Scientists suggest probiotics have a significant impact on UC development and progression.²⁷ According to scientific theory, probiotics prevent pathogenic bacteria from colonizing in the gut, protection that extends to the gut barrier.²⁸ Italian researchers noted probiotics can also influence the extent of mucosal barrier injury.²⁹ A recent trial conducted in Spain confirmed all these gut and mucosal barrier protections.³⁰ Additional theory suggests beneficial bacteria also defuses inflammation in the gut, by way of inhibited pro-inflammatory cytokine expression.³¹

While probiotics, in general, can improve UC and promote remission,³² specific probiotic strains have made an impact on UC and its symptoms. L. farciminis given before induction of UC helped maintain intestinal integrity and dispel inflammation in a French animal study,³³ while L. reuteri and L. paracasei achieved similar results in a comparable study that monitored inflammatory cytokines and mucosal inflammation.³⁴ Bifido bacteria given to Japanese UC patients in a Tokyo University trial reduced disease activity scores, as well as scores of both endoscopy acticity and histology.³⁵

Both lactobacilli and bifido probiotics have benefited pouchitis, an inflammatory disease similar to and associated with UC. Norwegian patients given milk fermented with both lactobacilli and bifido bacteria prior to pouchitis surgery experienced reduced symptoms and post-surgical endoscopic activity.³⁶ Individually, Lactobacillus GG given to Dutch UC patients prior to surgery delayed the development of postoperative pouchitis;³⁷ while bifido probitics given to Chinese UC patients helped reduce flare-ups, compared to standard drug treatment with sulphasalazine and glucocorticoids.³⁸

Researchers from University of Dundee, England, gave bifido probiotic combined with prebiotic (as Synergy 1 inulin-igliofructose, from Orafti) to active UC patients for one month and monitored gut bacteria levels and inflammation.³⁹ Patients on the combination treatment displayed decreased inflammation and related cytokines, and exhibited gut epithelial tissue regeneration.
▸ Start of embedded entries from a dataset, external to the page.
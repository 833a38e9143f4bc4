//! Day inputs shared by the analysis commands.
//!
//! Values outside the form ranges are clamped, never rejected.

use clap::Args;
use studypulse_core::{DailyStudyRecord, FormInput, FormRanges, HoursMinutes};

#[derive(Args, Debug, Clone)]
pub struct DayArgs {
    /// Study time in decimal hours (0-10)
    #[arg(long, default_value_t = 4.0, allow_negative_numbers = true)]
    pub study: f64,

    /// Study hours; with --study-m overrides --study
    #[arg(long = "study-h", allow_negative_numbers = true)]
    pub study_h: Option<i64>,

    /// Study minutes in 10-minute steps (0-50)
    #[arg(long = "study-m", allow_negative_numbers = true)]
    pub study_m: Option<i64>,

    /// Sleep time in decimal hours (1-10)
    #[arg(long, default_value_t = 7.0, allow_negative_numbers = true)]
    pub sleep: f64,

    /// Sleep hours; with --sleep-m overrides --sleep
    #[arg(long = "sleep-h", allow_negative_numbers = true)]
    pub sleep_h: Option<i64>,

    /// Sleep minutes in 10-minute steps (0-50)
    #[arg(long = "sleep-m", allow_negative_numbers = true)]
    pub sleep_m: Option<i64>,

    /// Number of breaks (0-10)
    #[arg(long, default_value_t = 3, allow_negative_numbers = true)]
    pub breaks: i64,

    /// Average break duration in minutes (5-40)
    #[arg(long = "break-minutes", default_value_t = 10, allow_negative_numbers = true)]
    pub break_minutes: i64,

    /// Total screen time in hours (0-12)
    #[arg(long, default_value_t = 4.0, allow_negative_numbers = true)]
    pub screen: f64,

    /// Difficulty (1 = easy, 5 = very hard)
    #[arg(long, default_value_t = 3, allow_negative_numbers = true)]
    pub difficulty: i64,

    /// No revision today
    #[arg(long = "no-revision")]
    pub no_revision: bool,

    /// Mental state (1 = very stressed, 5 = highly motivated)
    #[arg(long, default_value_t = 3, allow_negative_numbers = true)]
    pub mood: i64,
}

/// Combine split hour/minute flags, falling back to decimal hours.
fn resolve_hours(
    decimal: f64,
    hours: Option<i64>,
    minutes: Option<i64>,
    min_hours: i64,
    max_hours: i64,
) -> f64 {
    if hours.is_none() && minutes.is_none() {
        return decimal;
    }
    let fallback = HoursMinutes::from_hours(decimal);
    let h = hours.unwrap_or(fallback.hours as i64).clamp(min_hours, max_hours);
    let m = minutes.unwrap_or(fallback.minutes as i64).clamp(0, 50);
    HoursMinutes {
        hours: h as u32,
        minutes: m as u32,
    }
    .to_hours()
}

impl DayArgs {
    pub fn to_form(&self) -> FormInput {
        let study = FormRanges::STUDY_HOURS;
        let sleep = FormRanges::SLEEP_HOURS;
        FormInput {
            study_hours: resolve_hours(
                self.study,
                self.study_h,
                self.study_m,
                study.min as i64,
                study.max as i64,
            ),
            sleep_hours: resolve_hours(
                self.sleep,
                self.sleep_h,
                self.sleep_m,
                sleep.min as i64,
                sleep.max as i64,
            ),
            break_count: self.breaks,
            avg_break_duration: self.break_minutes,
            screen_time: self.screen,
            difficulty_level: self.difficulty,
            revision_done: !self.no_revision,
            mood_score: self.mood,
        }
    }

    pub fn to_record(&self) -> DailyStudyRecord {
        self.to_form().into_record()
    }
}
According to Japanese researchers, FOS can be converted into short chain fatty acids in the colon to improve immune function and the absorption of nutrients, particularly minerals.⁴⁰ Prebiotics, including FOS and inulin, were also found to influence the function of the Peyer’s patches in the gut,⁴¹ as well as increase levels of bifidobacteria and other endogenous beneficial bacteria in the gut.⁴²

On specific digestive malady, a combination product, FOS and L. sporogenes, significantly reduced duration of antibiotic-induced diarrhea in children in an Italian study.⁴³ Individually, inulin reduced diarrhea in an Ohio State University, Columbus, study,⁴⁴ and FOS (as NutraFlora®, from GTC Nutrition) reduced intestinal inflammation by increasing intestinal lactic acid bacteria in a French study.⁴⁵ Further, Belgium scientists investigated chicory inulin (as Oliggo-Fiber®, from Cargill) via the Simulator of the Human Intestinal Microbial Ecosystem (SHIME), monitoring microbial community from the colon, metabolic activity and community structure.⁴⁶ They concluded inulin exerts prebiotic effects in the colon and stimulates intestinal microbes, including bifido bacteria.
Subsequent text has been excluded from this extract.